When I told Katherine Rowe about this course, she recommended Mary Flanagan’s book on Critical Play: Radical Game Design (MIT Press, 2009). Kathy also suggested that we might want to bring Flanagan to campus this fall, perhaps in juxtaposition with some of our colleagues in the Cities Program…

I’ve just browsed through the on-line edition of Critical Play, and think that this just! might! be! our key theoretical text. Flanagan opens w/ a quote from Foucault—“By the madness which interrupts it, a work of art opens a void, a moment of silence, a question without answer, provokes a breach without reconciliation where the world is forced to question itself.” Then she goes on to ask, “What if some games, and the more general concept of ‘play,’ not only provide outlets for entertainment but also function as a means for creative expression, as instruments for conceptual thinking, or as tools to help examine or work through social issues?”

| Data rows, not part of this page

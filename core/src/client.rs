//! The transport core: configuration, request building and the response
//! envelope.
//!
//! # Design
//! `Client` owns the connection config, the stored default headers and the
//! send options. Every call builds its own [`PendingRequest`] from that
//! state, so calls only read shared state and can run concurrently from an
//! `Arc<Client<_>>`. Mutation (`set_url`, `set_header`, ...) needs `&mut self`.
//!
//! `request` and the verb helpers never fail: transport errors, timeouts and
//! non-ok statuses all come back inside the [`Response`] envelope. Only URL
//! configuration returns `Err`.

use std::time::Duration;

use base64::engine::general_purpose::STANDARD;
use base64::Engine as _;
use bytes::Bytes;

use crate::config::{ClientConfig, ClientOptions, SendOptions, DEFAULT_COMPATIBLE_SCHEMES};
use crate::error::{ConfigError, HttpStatusError, RequestError, TransportError};
use crate::http::{
    normalize_header_name, Body, HeaderInput, Headers, HttpMethod, Payload, PendingRequest,
    Response, ResponseHeaders, TransportRequest,
};
use crate::params::{build_request_parameters, verb_query, Params, Query};
use crate::transport::{fetch_with_timeout, Timer, TokioTimer, Transport, TransportResponse};

const FORM_CONTENT_TYPE: &str = "application/x-www-form-urlencoded";
const JSON_CONTENT_TYPE: &str = "application/json";

/// HTTP client over an injected [`Transport`].
pub struct Client<T: Transport> {
    transport: T,
    timer: Box<dyn Timer>,
    url: String,
    config: ClientConfig,
    compatible_schemes: &'static [&'static str],
    headers: Headers,
    send_options: SendOptions,
    timeout: Duration,
    return_raw_response: bool,
}

impl<T: Transport> Client<T> {
    pub const COMPATIBLE_SCHEMES: &'static [&'static str] = DEFAULT_COMPATIBLE_SCHEMES;

    /// Create a client for `url`. A zero `timeout` disables the timeout race.
    pub fn new(transport: T, url: &str, timeout: Duration) -> Result<Self, ConfigError> {
        Self::with_options(transport, url, ClientOptions::with_timeout(timeout))
    }

    pub fn with_options(
        transport: T,
        url: &str,
        options: ClientOptions,
    ) -> Result<Self, ConfigError> {
        Self::build(transport, url, options, Self::COMPATIBLE_SCHEMES)
    }

    pub(crate) fn build(
        transport: T,
        url: &str,
        options: ClientOptions,
        compatible_schemes: &'static [&'static str],
    ) -> Result<Self, ConfigError> {
        let config = ClientConfig::parse(url, compatible_schemes)?;
        Ok(Self {
            transport,
            timer: Box::new(TokioTimer),
            url: url.to_string(),
            config,
            compatible_schemes,
            headers: Headers::new(),
            send_options: options.send,
            timeout: options.timeout(),
            return_raw_response: options.return_raw_response,
        })
    }

    /// Replace the timer used by the timeout race.
    pub fn with_timer(mut self, timer: impl Timer + 'static) -> Self {
        self.timer = Box::new(timer);
        self
    }

    /// Restrict or widen the accepted schemes. The current URL is checked
    /// again against the new set.
    pub fn with_compatible_schemes(
        mut self,
        schemes: &'static [&'static str],
    ) -> Result<Self, ConfigError> {
        self.config = ClientConfig::parse(&self.url, schemes)?;
        self.compatible_schemes = schemes;
        Ok(self)
    }

    pub fn compatible_schemes(&self) -> &'static [&'static str] {
        self.compatible_schemes
    }

    pub fn transport(&self) -> &T {
        &self.transport
    }

    pub fn url(&self) -> &str {
        &self.url
    }

    /// Point the client at a new URL.
    ///
    /// Stored headers and send options are kept. Credentials are taken from
    /// the new URL's userinfo, so any set with `set_basic_auth` are dropped.
    /// On error the client is left unchanged.
    pub fn set_url(&mut self, url: &str) -> Result<(), ConfigError> {
        self.config = ClientConfig::parse(url, self.compatible_schemes)?;
        self.url = url.to_string();
        tracing::debug!(url = %self.config.base_url(), "client reconfigured");
        Ok(())
    }

    pub fn config(&self) -> &ClientConfig {
        &self.config
    }

    pub fn timeout(&self) -> Duration {
        self.timeout
    }

    pub fn set_timeout(&mut self, timeout: Duration) {
        self.timeout = timeout;
    }

    pub fn return_raw_response(&self) -> bool {
        self.return_raw_response
    }

    /// When on, successful responses carry the unread transport response in
    /// `Response::raw` instead of a body.
    pub fn set_return_raw_response(&mut self, raw: bool) {
        self.return_raw_response = raw;
    }

    pub fn send_options(&self) -> &SendOptions {
        &self.send_options
    }

    pub fn set_send_options(&mut self, options: SendOptions) {
        self.send_options = options;
    }

    pub fn set_basic_auth(&mut self, username: &str, password: &str) {
        self.config.auth_username = Some(username.to_string());
        self.config.auth_password = Some(password.to_string());
    }

    pub fn clear_basic_auth(&mut self) {
        self.config.auth_username = None;
        self.config.auth_password = None;
    }

    pub fn headers(&self) -> &Headers {
        &self.headers
    }

    /// Add, append or remove a stored header.
    ///
    /// `HeaderInput::Remove` deletes every value of `name`. Otherwise the
    /// values are added when `name` is absent or `append` is true; an
    /// existing header is never overwritten.
    pub fn set_header(&mut self, name: &str, value: impl Into<HeaderInput>, append: bool) {
        match value.into() {
            HeaderInput::Remove => self.headers.remove(name),
            HeaderInput::Values(values) => {
                if append || !self.headers.contains(name) {
                    for value in values {
                        self.headers.append(name, value);
                    }
                }
            }
        }
    }

    /// Drop every stored header. Other settings are kept.
    pub fn reset_headers(&mut self) {
        self.headers = Headers::new();
    }

    pub fn build_request_parameters(&self, query: &Query, separator: &str) -> String {
        build_request_parameters(query, separator)
    }

    /// Issue a request. Never fails; see [`Response`].
    ///
    /// A `Query::Params` is joined with `separator`; a `Query::Literal` is
    /// attached verbatim. `Payload::Fields` is form-encoded.
    pub async fn request(
        &self,
        method: HttpMethod,
        separator: &str,
        query: Option<Query>,
        payload: Option<Payload>,
    ) -> Response<T::Response> {
        match self.pending_request(method, separator, query, payload) {
            Ok(pending) => self.dispatch(pending, self.return_raw_response).await,
            Err(e) => {
                tracing::warn!(%method, error = %e, "request could not be built");
                Response::failed(e)
            }
        }
    }

    /// Build the per-call request: query string, body and auth header.
    pub(crate) fn pending_request(
        &self,
        method: HttpMethod,
        separator: &str,
        query: Option<Query>,
        payload: Option<Payload>,
    ) -> Result<PendingRequest, TransportError> {
        let mut headers = self.headers.clone();

        let query = query
            .map(|q| build_request_parameters(&q, separator))
            .filter(|q| !q.is_empty());

        let body = match payload {
            None => None,
            Some(Payload::Bytes(bytes)) => Some(bytes),
            Some(Payload::Text(text)) => Some(Bytes::from(text)),
            Some(Payload::Fields(fields)) => {
                headers.insert_default("content-type", FORM_CONTENT_TYPE);
                let body = build_request_parameters(&Query::Params(fields), "&");
                Some(Bytes::from(body))
            }
            Some(Payload::Json(value)) => {
                headers.insert_default("content-type", JSON_CONTENT_TYPE);
                let encoded = serde_json::to_vec(&value)
                    .map_err(|e| TransportError::InvalidRequest(e.to_string()))?;
                Some(Bytes::from(encoded))
            }
        };

        if self.config.has_basic_auth() {
            headers.insert("authorization", self.basic_auth_header());
        }

        Ok(PendingRequest {
            method,
            headers,
            body,
            query,
        })
    }

    fn basic_auth_header(&self) -> String {
        let credentials = format!(
            "{}:{}",
            self.config.auth_username.as_deref().unwrap_or_default(),
            self.config.auth_password.as_deref().unwrap_or_default()
        );
        format!("Basic {}", STANDARD.encode(credentials))
    }

    /// Send `pending` and fold any transport error into the envelope.
    pub(crate) async fn dispatch(
        &self,
        pending: PendingRequest,
        raw_response: bool,
    ) -> Response<T::Response> {
        let method = pending.method;
        match self.send_request(pending, raw_response).await {
            Ok(response) => response,
            Err(e) => {
                let url = self.config.base_url();
                tracing::warn!(%method, %url, error = %e, "request failed");
                Response::failed(e)
            }
        }
    }

    async fn send_request(
        &self,
        pending: PendingRequest,
        raw_response: bool,
    ) -> Result<Response<T::Response>, TransportError> {
        let method = pending.method;
        let url = self.target_url(pending.query.as_deref());
        tracing::debug!(%method, %url, "sending request");

        let request = TransportRequest {
            method,
            url,
            headers: pending.headers,
            body: pending.body,
            options: self.send_options,
        };

        let raw = if self.timeout.is_zero() {
            self.transport.send(request, None).await?
        } else {
            fetch_with_timeout(&self.transport, self.timer.as_ref(), request, self.timeout).await?
        };

        self.envelope(method, raw, raw_response).await
    }

    fn target_url(&self, query: Option<&str>) -> String {
        let base = self.config.base_url();
        match query {
            Some(q) if q.starts_with('?') => format!("{base}{q}"),
            Some(q) => format!("{base}?{q}"),
            None => base,
        }
    }

    async fn envelope(
        &self,
        method: HttpMethod,
        raw: T::Response,
        raw_response: bool,
    ) -> Result<Response<T::Response>, TransportError> {
        let code = raw.status();
        let headers = collect_headers(&raw);
        tracing::debug!(%method, status = code, "response received");

        let (body, raw) = if !raw.ok() {
            let error = HttpStatusError {
                status: code,
                status_text: raw.status_text().to_string(),
            };
            (Body::Error(RequestError::Status(error)), None)
        } else if method == HttpMethod::Head {
            (Body::Empty, None)
        } else if raw_response {
            (Body::Empty, Some(raw))
        } else {
            (Body::Bytes(raw.bytes().await?), None)
        };

        Ok(Response {
            code: Some(code),
            headers: Some(headers),
            body,
            raw,
        })
    }

    pub async fn request_get(&self, params: Params) -> Response<T::Response> {
        self.request(HttpMethod::Get, "&", verb_query(params), None).await
    }

    pub async fn request_head(&self, params: Params) -> Response<T::Response> {
        self.request(HttpMethod::Head, "&", verb_query(params), None).await
    }

    pub async fn request_delete(&self, params: Params) -> Response<T::Response> {
        self.request(HttpMethod::Delete, "&", verb_query(params), None).await
    }

    pub async fn request_options(&self, params: Params) -> Response<T::Response> {
        self.request(HttpMethod::Options, "&", verb_query(params), None).await
    }

    pub async fn request_trace(&self, params: Params) -> Response<T::Response> {
        self.request(HttpMethod::Trace, "&", verb_query(params), None).await
    }

    pub async fn request_patch(
        &self,
        payload: Option<Payload>,
        params: Params,
    ) -> Response<T::Response> {
        self.request(HttpMethod::Patch, "&", verb_query(params), payload).await
    }

    pub async fn request_post(
        &self,
        payload: Option<Payload>,
        params: Params,
    ) -> Response<T::Response> {
        self.request(HttpMethod::Post, "&", verb_query(params), payload).await
    }

    pub async fn request_put(
        &self,
        payload: Option<Payload>,
        params: Params,
    ) -> Response<T::Response> {
        self.request(HttpMethod::Put, "&", verb_query(params), payload).await
    }
}

/// Normalize response headers; repeated names are joined with `", "`.
fn collect_headers<R: TransportResponse>(raw: &R) -> ResponseHeaders {
    let mut headers = ResponseHeaders::new();
    raw.visit_headers(&mut |name, value| {
        headers
            .entry(normalize_header_name(name))
            .and_modify(|existing| {
                existing.push_str(", ");
                existing.push_str(value);
            })
            .or_insert_with(|| value.to_string());
    });
    headers
}
use tokio::net::TcpListener;

/// Serves the fixture routes for manual testing against a real client.
#[tokio::main]
async fn main() -> Result<(), std::io::Error> {
    let addr = std::env::var("MOCK_SERVER_ADDR").unwrap_or_else(|_| "127.0.0.1:8080".to_string());
    let listener = TcpListener::bind(&addr).await?;
    println!("mock server listening on http://{addr}");
    mock_server::run(listener).await
}
//! Connection configuration and client options.
//!
//! # Design
//! `ClientConfig` is rebuilt wholesale every time the URL changes, and the
//! same validation runs each time. Send options and stored headers are kept
//! on the client, so they survive URL changes.

use std::time::Duration;

use serde::Deserialize;
use url::Url;

use crate::error::ConfigError;

/// Schemes accepted by the plain and JSON clients.
pub const DEFAULT_COMPATIBLE_SCHEMES: &[&str] = &["http", "https"];

/// Parsed and validated connection target.
#[derive(Debug, Clone, PartialEq, Eq)]
pub struct ClientConfig {
    pub scheme: String,
    pub host: String,
    pub port: Option<u16>,
    pub path: String,
    pub auth_username: Option<String>,
    pub auth_password: Option<String>,
}

impl ClientConfig {
    /// Parse `url` and check it against `compatible_schemes`.
    pub fn parse(url: &str, compatible_schemes: &[&str]) -> Result<Self, ConfigError> {
        let parsed = Url::parse(url).map_err(|source| ConfigError::Parse {
            url: url.to_string(),
            source,
        })?;

        let scheme = parsed.scheme().to_string();
        if !compatible_schemes.contains(&scheme.as_str()) {
            return Err(ConfigError::UnsupportedScheme {
                scheme,
                allowed: compatible_schemes.iter().map(|s| s.to_string()).collect(),
            });
        }

        let host = match parsed.host_str() {
            Some(h) if !h.is_empty() => h.to_string(),
            _ => {
                return Err(ConfigError::MissingHost {
                    url: url.to_string(),
                })
            }
        };

        let auth_username = Some(parsed.username())
            .filter(|u| !u.is_empty())
            .map(percent_decode);
        let auth_password = parsed.password().map(percent_decode);

        Ok(Self {
            scheme,
            host,
            port: parsed.port(),
            path: parsed.path().to_string(),
            auth_username,
            auth_password,
        })
    }

    /// `scheme://host[:port]path`, without credentials or query.
    pub fn base_url(&self) -> String {
        match self.port {
            Some(port) => format!("{}://{}:{}{}", self.scheme, self.host, port, self.path),
            None => format!("{}://{}{}", self.scheme, self.host, self.path),
        }
    }

    pub fn has_basic_auth(&self) -> bool {
        self.auth_username.is_some() || self.auth_password.is_some()
    }
}

fn percent_decode(s: &str) -> String {
    urlencoding::decode(s)
        .map(|decoded| decoded.into_owned())
        .unwrap_or_else(|_| s.to_string())
}

/// Fetch-style cache mode.
#[derive(Debug, Clone, Copy, Default, PartialEq, Eq, Deserialize)]
#[serde(rename_all = "kebab-case")]
pub enum CacheMode {
    #[default]
    Default,
    NoStore,
    Reload,
    NoCache,
    ForceCache,
    OnlyIfCached,
}

/// Fetch-style credentials mode.
#[derive(Debug, Clone, Copy, Default, PartialEq, Eq, Deserialize)]
#[serde(rename_all = "kebab-case")]
pub enum CredentialsMode {
    Omit,
    #[default]
    SameOrigin,
    Include,
}

/// Redirect handling, delegated to the transport.
#[derive(Debug, Clone, Copy, Default, PartialEq, Eq, Deserialize)]
#[serde(rename_all = "kebab-case")]
pub enum RedirectPolicy {
    #[default]
    Follow,
    Error,
    Manual,
}

/// Fetch-style request mode.
#[derive(Debug, Clone, Copy, Default, PartialEq, Eq, Deserialize)]
#[serde(rename_all = "kebab-case")]
pub enum RequestMode {
    #[default]
    Cors,
    NoCors,
    SameOrigin,
}

/// Options forwarded to the transport with every send.
#[derive(Debug, Clone, Copy, Default, PartialEq, Eq, Deserialize)]
#[serde(default)]
pub struct SendOptions {
    pub cache: CacheMode,
    pub credentials: CredentialsMode,
    pub redirect: RedirectPolicy,
    pub mode: RequestMode,
}

/// Client settings that can be loaded from an application's config.
#[derive(Debug, Clone, PartialEq, Eq, Deserialize)]
#[serde(default)]
pub struct ClientOptions {
    /// Timeout in milliseconds; `0` disables the timeout race.
    pub timeout_ms: u64,
    pub return_raw_response: bool,
    pub send: SendOptions,
}

impl Default for ClientOptions {
    fn default() -> Self {
        Self {
            timeout_ms: 30_000,
            return_raw_response: false,
            send: SendOptions::default(),
        }
    }
}

impl ClientOptions {
    pub fn with_timeout(timeout: Duration) -> Self {
        Self {
            timeout_ms: u64::try_from(timeout.as_millis()).unwrap_or(u64::MAX),
            ..Self::default()
        }
    }

    pub fn timeout(&self) -> Duration {
        Duration::from_millis(self.timeout_ms)
    }
}
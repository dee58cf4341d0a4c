//! Request and response data types.
//!
//! # Design
//! Requests are plain data: a [`PendingRequest`] is built fresh for every
//! call from the client's stored headers, then turned into a
//! [`TransportRequest`] carrying the final URL. Responses come back as a
//! [`Response`] envelope that is never an `Err`; failures sit in its body.

use std::collections::BTreeMap;
use std::fmt;

use bytes::Bytes;
use serde::de::DeserializeOwned;

use crate::config::SendOptions;
use crate::error::RequestError;
use crate::params::Params;

/// HTTP method for a request.
#[derive(Debug, Clone, Copy, PartialEq, Eq, Hash)]
pub enum HttpMethod {
    Get,
    Head,
    Delete,
    Patch,
    Post,
    Put,
    Options,
    Trace,
}

impl HttpMethod {
    pub fn as_str(self) -> &'static str {
        match self {
            HttpMethod::Get => "GET",
            HttpMethod::Head => "HEAD",
            HttpMethod::Delete => "DELETE",
            HttpMethod::Patch => "PATCH",
            HttpMethod::Post => "POST",
            HttpMethod::Put => "PUT",
            HttpMethod::Options => "OPTIONS",
            HttpMethod::Trace => "TRACE",
        }
    }
}

impl fmt::Display for HttpMethod {
    fn fmt(&self, f: &mut fmt::Formatter<'_>) -> fmt::Result {
        f.write_str(self.as_str())
    }
}

/// Ordered multimap of request headers with case-insensitive names.
///
/// Names are stored lowercased.
#[derive(Debug, Clone, Default, PartialEq, Eq)]
pub struct Headers {
    entries: Vec<(String, String)>,
}

impl Headers {
    pub fn new() -> Self {
        Self::default()
    }

    /// First value for `name`.
    pub fn get(&self, name: &str) -> Option<&str> {
        let name = name.to_ascii_lowercase();
        self.entries
            .iter()
            .find(|(k, _)| *k == name)
            .map(|(_, v)| v.as_str())
    }

    pub fn get_all(&self, name: &str) -> Vec<&str> {
        let name = name.to_ascii_lowercase();
        self.entries
            .iter()
            .filter(|(k, _)| *k == name)
            .map(|(_, v)| v.as_str())
            .collect()
    }

    pub fn contains(&self, name: &str) -> bool {
        self.get(name).is_some()
    }

    pub fn append(&mut self, name: &str, value: impl Into<String>) {
        self.entries.push((name.to_ascii_lowercase(), value.into()));
    }

    /// Replace every value of `name` with `value`.
    pub fn insert(&mut self, name: &str, value: impl Into<String>) {
        self.remove(name);
        self.append(name, value);
    }

    /// Set `name` only when it is not already present.
    pub fn insert_default(&mut self, name: &str, value: impl Into<String>) {
        if !self.contains(name) {
            self.append(name, value);
        }
    }

    pub fn remove(&mut self, name: &str) {
        let name = name.to_ascii_lowercase();
        self.entries.retain(|(k, _)| *k != name);
    }

    pub fn is_empty(&self) -> bool {
        self.entries.is_empty()
    }

    pub fn len(&self) -> usize {
        self.entries.len()
    }

    pub fn iter(&self) -> impl Iterator<Item = (&str, &str)> {
        self.entries.iter().map(|(k, v)| (k.as_str(), v.as_str()))
    }
}

/// Argument to `set_header`: remove the header, or add one or more values.
#[derive(Debug, Clone, PartialEq, Eq)]
pub enum HeaderInput {
    Remove,
    Values(Vec<String>),
}

impl From<&str> for HeaderInput {
    fn from(value: &str) -> Self {
        HeaderInput::Values(vec![value.to_string()])
    }
}

impl From<String> for HeaderInput {
    fn from(value: String) -> Self {
        HeaderInput::Values(vec![value])
    }
}

impl From<Vec<&str>> for HeaderInput {
    fn from(values: Vec<&str>) -> Self {
        HeaderInput::Values(values.into_iter().map(str::to_string).collect())
    }
}

impl From<Option<&str>> for HeaderInput {
    fn from(value: Option<&str>) -> Self {
        match value {
            Some(v) => v.into(),
            None => HeaderInput::Remove,
        }
    }
}

/// Request body payload.
#[derive(Debug, Clone, PartialEq)]
pub enum Payload {
    /// Sent as-is.
    Bytes(Bytes),
    /// Sent as-is.
    Text(String),
    /// Plain object: form-encoded by the core, JSON-encoded by the wrapper.
    Fields(Params),
    /// Structured value: JSON-encoded.
    Json(serde_json::Value),
}

impl Payload {
    /// Serialize `value` into a [`Payload::Json`].
    pub fn json<T: serde::Serialize>(value: &T) -> Result<Self, serde_json::Error> {
        Ok(Payload::Json(serde_json::to_value(value)?))
    }
}

impl From<Params> for Payload {
    fn from(params: Params) -> Self {
        Payload::Fields(params)
    }
}

impl From<&str> for Payload {
    fn from(text: &str) -> Self {
        Payload::Text(text.to_string())
    }
}

impl From<String> for Payload {
    fn from(text: String) -> Self {
        Payload::Text(text)
    }
}

impl From<Vec<u8>> for Payload {
    fn from(bytes: Vec<u8>) -> Self {
        Payload::Bytes(Bytes::from(bytes))
    }
}

impl From<Bytes> for Payload {
    fn from(bytes: Bytes) -> Self {
        Payload::Bytes(bytes)
    }
}

impl From<serde_json::Value> for Payload {
    fn from(value: serde_json::Value) -> Self {
        Payload::Json(value)
    }
}

/// Per-call request state. Never shared between calls.
#[derive(Debug, Clone)]
pub struct PendingRequest {
    pub method: HttpMethod,
    pub headers: Headers,
    pub body: Option<Bytes>,
    pub query: Option<String>,
}

/// The fully resolved request handed to a [`crate::Transport`].
#[derive(Debug, Clone)]
pub struct TransportRequest {
    pub method: HttpMethod,
    pub url: String,
    pub headers: Headers,
    pub body: Option<Bytes>,
    pub options: SendOptions,
}

/// Normalized response headers: `content-type` is stored as `content_type`.
pub type ResponseHeaders = BTreeMap<String, String>;

/// Lowercase a header name and replace `-` with `_`.
pub fn normalize_header_name(name: &str) -> String {
    name.to_ascii_lowercase().replace('-', "_")
}

/// Response envelope body.
#[derive(Debug)]
pub enum Body {
    /// No body was read (HEAD requests, raw-response mode).
    Empty,
    Bytes(Bytes),
    /// Decoded by the JSON wrapper.
    Json(serde_json::Value),
    /// The call failed; see [`RequestError`].
    Error(RequestError),
}

/// The uniform result of every request.
///
/// `code` is `None` only when no response was received; `body` then holds
/// the error. `raw` is set only in raw-response mode and can be consumed
/// once.
#[derive(Debug)]
pub struct Response<R> {
    pub code: Option<u16>,
    pub headers: Option<ResponseHeaders>,
    pub body: Body,
    pub raw: Option<R>,
}

impl<R> Response<R> {
    pub(crate) fn failed(error: impl Into<RequestError>) -> Self {
        Self {
            code: None,
            headers: None,
            body: Body::Error(error.into()),
            raw: None,
        }
    }

    /// A response arrived and its body is not an error.
    pub fn is_ok(&self) -> bool {
        self.code.is_some() && !matches!(self.body, Body::Error(_))
    }

    pub fn error(&self) -> Option<&RequestError> {
        match &self.body {
            Body::Error(e) => Some(e),
            _ => None,
        }
    }

    pub fn bytes(&self) -> Option<&Bytes> {
        match &self.body {
            Body::Bytes(b) => Some(b),
            _ => None,
        }
    }

    pub fn json(&self) -> Option<&serde_json::Value> {
        match &self.body {
            Body::Json(v) => Some(v),
            _ => None,
        }
    }

    /// Deserialize a decoded JSON body into `T`.
    pub fn json_as<T: DeserializeOwned>(&self) -> Option<Result<T, serde_json::Error>> {
        self.json().map(|v| T::deserialize(v))
    }

    pub fn header(&self, normalized_name: &str) -> Option<&str> {
        self.headers
            .as_ref()
            .and_then(|h| h.get(normalized_name))
            .map(String::as_str)
    }
}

Her book investigates “games designed for artistic, political, and social critique or intervention, in order to propose ways of understanding larger cultural issues as well as the games themselves.” The introduction includes nice overviews/definitions of “play,” “games” (“activist games” in particular), and “disruption” that I certainly think we can play with (for instance, she draws on Costikyan’s work contrasting the “inherently linear” design of stories, in which characters always make the same decisions, no matter how many times we re-read the tales, with games, which are “inherently non-linear. They depend on decision-making…real, plausible alternatives….” (What I really like here is the emphasis on agency, “the player’s ability to make choices that mean something to him or her”).

The book @ a whole looks at a whole range of “complex play environments”; the chapters most useful to us, I think, include Chapter 4, on “Language Games” (don’t know if we’d assign this, but it gave me some ideas for writing games we might use to open each class, and we might draw on it more generally to invite students to be more inventive in their writing, more open to the impulses of the unconscious, and to multiple meanings and interpretations). Also on-target are Chapter 5, on “Performative Games and Objects” (with its great question, “Who gets to play?”), and Chapter 6, on “Artists’ Locative Games” (with the claim that “play is never innocent,” and some good questions about the problematic assumptions re: space and the city built into location-placed play environments: how “colonialist” are they? how class-based their assumptions about unrestricted movement?). Also very useful might be the final chapter, “Designing for Critical Play,” which includes a number of over-arching ideas.

Bingo! And now I think I'll go rest up a while....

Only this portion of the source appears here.